The training gained its current status under the guidance of the insurance sector, while fire safety experts in companies and institutions backed the establishment of safe hot work processes by making training compulsory for their own staff and their contractors. The teaching sector was actively involved and incorporated hot work safety training in vocational education. Organisations in the rescue sector took responsibility for training trainers, for national course management and ensuring the quality of the training.
In practice, however, the greatest thanks are due to the course leaders who have been training people new to hot work, those who grant licences and hot work guards, year after year.
We want to continue developing our training and ensure that we are able to guarantee its quality into the future.
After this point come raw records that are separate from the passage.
use crate::models::{
    DbPointCredit, DbPremiumFeature, DbRecurringPointGrant, NewFeatureActivation, NewPointCredit,
    NewPointDebit, NewRecurringPointGrant,
};
use chrono::{DateTime, Utc};
use diesel::prelude::*;

pub fn insert_credit(conn: &mut PgConnection, credit: &NewPointCredit) -> QueryResult<i64> {
    use crate::schema::point_credits::dsl;

    credit
        .insert_into(dsl::point_credits)
        .returning(dsl::id)
        .get_result(conn)
}

/// Active, unexpired, non-empty credits for a player, locked for update, in
/// consumption order: soonest expiry first (nulls last), then earliest
/// earned_at, then id.
pub fn lock_active_credits_for_player(
    conn: &mut PgConnection,
    player_id: i32,
    now: DateTime<Utc>,
) -> QueryResult<Vec<DbPointCredit>> {
    use crate::schema::point_credits::dsl;

    dsl::point_credits
        .filter(dsl::player_id.eq(player_id))
        .filter(dsl::status.eq("active"))
        .filter(dsl::expires_at.is_null().or(dsl::expires_at.gt(now.naive_utc())))
        .filter(dsl::amount_remaining.gt(0))
        .order((
            dsl::expires_at.is_null().asc(),
            dsl::expires_at.asc(),
            dsl::earned_at.asc(),
            dsl::id.asc(),
        ))
        .for_update()
        .select(DbPointCredit::as_select())
        .get_results(conn)
}

/// Locking clauses aren't available on boxed queries, so the spender and
/// group-only shapes are written out separately.
pub fn lock_active_credits_for_group(
    conn: &mut PgConnection,
    group_id: i32,
    spender_player_id: Option<i32>,
    now: DateTime<Utc>,
) -> QueryResult<Vec<DbPointCredit>> {
    use crate::schema::point_credits::dsl;

    match spender_player_id {
        Some(player_id) => dsl::point_credits
            .filter(dsl::status.eq("active"))
            .filter(dsl::expires_at.is_null().or(dsl::expires_at.gt(now.naive_utc())))
            .filter(dsl::amount_remaining.gt(0))
            .filter(dsl::group_id.eq(group_id).or(dsl::player_id.eq(player_id)))
            .order((
                dsl::expires_at.is_null().asc(),
                dsl::expires_at.asc(),
                dsl::earned_at.asc(),
                dsl::id.asc(),
            ))
            .for_update()
            .select(DbPointCredit::as_select())
            .get_results(conn),
        None => dsl::point_credits
            .filter(dsl::status.eq("active"))
            .filter(dsl::expires_at.is_null().or(dsl::expires_at.gt(now.naive_utc())))
            .filter(dsl::amount_remaining.gt(0))
            .filter(dsl::group_id.eq(group_id))
            .order((
                dsl::expires_at.is_null().asc(),
                dsl::expires_at.asc(),
                dsl::earned_at.asc(),
                dsl::id.asc(),
            ))
            .for_update()
            .select(DbPointCredit::as_select())
            .get_results(conn),
    }
}

pub fn decrement_credit(conn: &mut PgConnection, credit_id: i64, by: i64) -> QueryResult<()> {
    use crate::schema::point_credits::dsl;

    diesel::update(dsl::point_credits.filter(dsl::id.eq(credit_id)))
        .set(dsl::amount_remaining.eq(dsl::amount_remaining - by))
        .execute(conn)
        .map(|_| ())
}

pub fn insert_debit(conn: &mut PgConnection, debit: &NewPointDebit) -> QueryResult<i64> {
    use crate::schema::point_debits::dsl;

    debit
        .insert_into(dsl::point_debits)
        .returning(dsl::id)
        .get_result(conn)
}

pub fn set_debit_activation(
    conn: &mut PgConnection,
    debit_id: i64,
    activation_id: i64,
) -> QueryResult<()> {
    use crate::schema::point_debits::dsl;

    diesel::update(dsl::point_debits.filter(dsl::id.eq(debit_id)))
        .set(dsl::activation_id.eq(activation_id))
        .execute(conn)
        .map(|_| ())
}

pub fn active_feature_by_key(
    conn: &mut PgConnection,
    key: &str,
) -> QueryResult<Option<DbPremiumFeature>> {
    use crate::schema::premium_features::dsl;

    dsl::premium_features
        .filter(dsl::feature_key.eq(key))
        .filter(dsl::active.eq(true))
        .select(DbPremiumFeature::as_select())
        .first(conn)
        .optional()
}

pub fn insert_activation(
    conn: &mut PgConnection,
    activation: &NewFeatureActivation,
) -> QueryResult<i64> {
    use crate::schema::feature_activations::dsl;

    activation
        .insert_into(dsl::feature_activations)
        .returning(dsl::id)
        .get_result(conn)
}

/// Flip active credits whose expiry has passed to expired. remaining is
/// left untouched, only the status changes.
pub fn expire_due_credits(conn: &mut PgConnection, now: DateTime<Utc>) -> QueryResult<usize> {
    use crate::schema::point_credits::dsl;

    diesel::update(
        dsl::point_credits
            .filter(dsl::status.eq("active"))
            .filter(dsl::expires_at.is_not_null())
            .filter(dsl::expires_at.le(now.naive_utc())),
    )
    .set(dsl::status.eq("expired"))
    .execute(conn)
}

pub fn revoke_credit(
    conn: &mut PgConnection,
    credit_id: i64,
    reason: Option<&str>,
    now: DateTime<Utc>,
) -> QueryResult<()> {
    use crate::schema::point_credits::dsl;

    diesel::update(dsl::point_credits.filter(dsl::id.eq(credit_id)))
        .set((
            dsl::amount_remaining.eq(0),
            dsl::status.eq("revoked"),
            dsl::revoked_at.eq(now.naive_utc()),
            dsl::revocation_reason.eq(reason),
        ))
        .execute(conn)
        .map(|_| ())
}

/// Due monthly grants in deterministic order, locked for the sweep.
pub fn lock_due_recurring_grants(
    conn: &mut PgConnection,
    now: DateTime<Utc>,
    limit: i64,
) -> QueryResult<Vec<DbRecurringPointGrant>> {
    use crate::schema::recurring_point_grants::dsl;

    dsl::recurring_point_grants
        .filter(dsl::status.eq("active"))
        .filter(dsl::cadence.eq("monthly"))
        .filter(dsl::next_due_at.is_not_null())
        .filter(dsl::next_due_at.le(now.naive_utc()))
        .order((dsl::next_due_at.asc(), dsl::id.asc()))
        .limit(limit)
        .for_update()
        .select(DbRecurringPointGrant::as_select())
        .get_results(conn)
}

pub fn advance_recurring_grant(
    conn: &mut PgConnection,
    grant_id: i64,
    granted_at: DateTime<Utc>,
    next_due_at: chrono::NaiveDateTime,
) -> QueryResult<()> {
    use crate::schema::recurring_point_grants::dsl;

    diesel::update(dsl::recurring_point_grants.filter(dsl::id.eq(grant_id)))
        .set((
            dsl::last_granted_at.eq(granted_at.naive_utc()),
            dsl::next_due_at.eq(next_due_at),
        ))
        .execute(conn)
        .map(|_| ())
}

pub fn find_recurring_grant(
    conn: &mut PgConnection,
    player_id: i32,
    source: &str,
    external_ref: Option<&str>,
) -> QueryResult<Option<DbRecurringPointGrant>> {
    use crate::schema::recurring_point_grants::dsl;

    let mut query = dsl::recurring_point_grants
        .filter(dsl::player_id.eq(player_id))
        .filter(dsl::source.eq(source))
        .into_boxed();

    query = match external_ref {
        Some(external_ref) => query.filter(dsl::external_ref.eq(external_ref)),
        None => query.filter(dsl::external_ref.is_null()),
    };

    query
        .select(DbRecurringPointGrant::as_select())
        .first(conn)
        .optional()
}

pub fn insert_recurring_grant(
    conn: &mut PgConnection,
    grant: &NewRecurringPointGrant,
) -> QueryResult<i64> {
    use crate::schema::recurring_point_grants::dsl;

    grant
        .insert_into(dsl::recurring_point_grants)
        .returning(dsl::id)
        .get_result(conn)
}

pub fn update_recurring_grant(
    conn: &mut PgConnection,
    grant_id: i64,
    amount_per_period: i64,
    status: &str,
    next_due_at: Option<chrono::NaiveDateTime>,
) -> QueryResult<()> {
    use crate::schema::recurring_point_grants::dsl;

    diesel::update(dsl::recurring_point_grants.filter(dsl::id.eq(grant_id)))
        .set((
            dsl::amount_per_period.eq(amount_per_period),
            dsl::status.eq(status),
            dsl::next_due_at.eq(next_due_at),
        ))
        .execute(conn)
        .map(|_| ())
}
Personally, when it comes to developing the training, I think the most important aspect is listening to the needs of the workplace.
Also taking into account the different backgrounds of the trainees enables us to develop learning pathways that best serve them. In the future, we will definitely be seeing more of trends such as e-learning as part of hot work training. However, training as a whole cannot be fully carried out online as practical exercises on the ground are an important part of the learning process.
As the training changes, monitoring has to change with it.Our audits and the high standards we set for trainers are ways in which we strive to maintain high-quality training provision.
International collaboration creates opportunities
As the training changes, monitoring has to change with it. Our audits and the high standards we set for trainers are ways in which we strive to maintain high-quality training provision.
At company level, the number of fires caused by hot work has declined and health and safety associated with hot work has improved.
And most importantly, training has increased the ability of citizens to identify and combat fire risks, to act correctly in the event of an accident and to carry out fire extinguishing measures.
“We will continue to improve hot work safety – together!”